Records from a collection:
= = = = = = =

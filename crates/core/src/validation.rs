//! Input validation utilities.
//!
//! This module contains functions for validating externally supplied lexicon
//! entries to ensure they meet safety and correctness requirements before
//! being installed as process-wide lookup tables.

use crate::{CoreResult, QueryError};

/// Validates that a surface form is safe to install in the condition lexicon.
///
/// Surface forms are matched against arbitrary user text and embedded into the
/// rendered query string via their canonical name, so conservative guardrails
/// apply:
/// - Rejects empty or whitespace-only strings
/// - Bounds the length to avoid pathological inputs
/// - Restricts characters to lowercase ASCII letters, digits, spaces, and
///   hyphens (enough for multi-word phrases and forms like `covid-19`)
///
/// # Arguments
///
/// * `surface` - The surface form to validate, already lowercased.
///
/// # Errors
///
/// Returns a `QueryError::InvalidLexicon` if the surface form is invalid.
pub fn validate_surface_form(surface: &str) -> CoreResult<()> {
    const MAX_SURFACE_LEN: usize = 64;

    if surface.trim().is_empty() {
        return Err(QueryError::InvalidLexicon(
            "surface form cannot be empty".into(),
        ));
    }

    if surface.len() > MAX_SURFACE_LEN {
        return Err(QueryError::InvalidLexicon(format!(
            "surface form exceeds maximum length of {} characters",
            MAX_SURFACE_LEN
        )));
    }

    let ok = surface
        .bytes()
        .all(|b| matches!(b, b'0'..=b'9' | b'a'..=b'z' | b' ' | b'-'));

    if !ok {
        return Err(QueryError::InvalidLexicon(format!(
            "surface form '{}' contains invalid characters (only lowercase alphanumeric, ' ', '-' allowed)",
            surface
        )));
    }

    Ok(())
}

= = = = = = =

**Problem details:** Copy out the lines starting at the one containing "b'a'..=b'z' | b' ' | b'-'));" and ending with the last line of the entries. Include nothing else.

**Exercise result:**
        .all(|b| matches!(b, b'0'..=b'9' | b'a'..=b'z' | b' ' | b'-'));

    if !ok {
        return Err(QueryError::InvalidLexicon(format!(
            "surface form '{}' contains invalid characters (only lowercase alphanumeric, ' ', '-' allowed)",
            surface
        )));
    }

    Ok(())
}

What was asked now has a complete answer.